Look through the material below and count the lines with the string "DateTime". Report only the count.

===== RECORDS TO USE =====

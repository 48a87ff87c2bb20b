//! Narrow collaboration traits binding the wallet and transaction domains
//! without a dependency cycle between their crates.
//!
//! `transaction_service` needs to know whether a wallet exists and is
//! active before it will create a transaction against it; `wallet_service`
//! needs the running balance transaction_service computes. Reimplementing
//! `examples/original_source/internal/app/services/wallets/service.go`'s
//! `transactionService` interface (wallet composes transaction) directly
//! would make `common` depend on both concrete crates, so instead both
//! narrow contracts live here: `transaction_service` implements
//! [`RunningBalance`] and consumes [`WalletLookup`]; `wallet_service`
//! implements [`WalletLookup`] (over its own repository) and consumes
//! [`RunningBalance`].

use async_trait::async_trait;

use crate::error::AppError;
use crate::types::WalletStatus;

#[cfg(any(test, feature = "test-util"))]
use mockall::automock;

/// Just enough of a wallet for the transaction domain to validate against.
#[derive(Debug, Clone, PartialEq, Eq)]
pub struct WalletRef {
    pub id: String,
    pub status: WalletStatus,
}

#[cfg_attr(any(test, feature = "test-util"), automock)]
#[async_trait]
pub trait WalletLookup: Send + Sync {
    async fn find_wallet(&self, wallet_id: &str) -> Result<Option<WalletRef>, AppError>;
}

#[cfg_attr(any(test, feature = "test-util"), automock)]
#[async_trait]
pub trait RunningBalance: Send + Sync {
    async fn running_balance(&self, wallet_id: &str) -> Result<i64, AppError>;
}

=====
===== RECORDS TO USE =====

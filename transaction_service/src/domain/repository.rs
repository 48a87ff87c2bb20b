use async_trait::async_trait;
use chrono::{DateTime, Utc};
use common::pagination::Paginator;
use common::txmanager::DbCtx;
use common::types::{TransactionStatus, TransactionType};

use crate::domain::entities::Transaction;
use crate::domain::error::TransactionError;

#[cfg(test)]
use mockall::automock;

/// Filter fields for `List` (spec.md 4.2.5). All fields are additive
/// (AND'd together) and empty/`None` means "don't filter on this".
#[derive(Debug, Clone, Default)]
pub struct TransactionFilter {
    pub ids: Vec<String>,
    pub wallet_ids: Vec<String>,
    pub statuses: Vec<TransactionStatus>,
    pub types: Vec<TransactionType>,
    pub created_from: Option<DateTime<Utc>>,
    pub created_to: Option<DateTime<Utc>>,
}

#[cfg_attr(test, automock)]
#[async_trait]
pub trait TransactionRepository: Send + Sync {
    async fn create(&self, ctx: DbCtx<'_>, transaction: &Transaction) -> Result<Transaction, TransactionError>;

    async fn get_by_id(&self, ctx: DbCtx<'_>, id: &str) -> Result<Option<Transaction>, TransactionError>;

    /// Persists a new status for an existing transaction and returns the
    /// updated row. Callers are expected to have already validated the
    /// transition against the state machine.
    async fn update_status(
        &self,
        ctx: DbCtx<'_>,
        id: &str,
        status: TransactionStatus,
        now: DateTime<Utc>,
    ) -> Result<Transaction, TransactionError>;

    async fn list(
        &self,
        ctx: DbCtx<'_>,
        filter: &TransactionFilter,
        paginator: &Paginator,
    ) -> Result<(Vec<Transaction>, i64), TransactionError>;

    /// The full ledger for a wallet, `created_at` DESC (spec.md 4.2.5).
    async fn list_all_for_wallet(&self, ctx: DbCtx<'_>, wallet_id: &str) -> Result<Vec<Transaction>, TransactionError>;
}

=====

# [SOLUTION FOR THIS EXERCISE]
4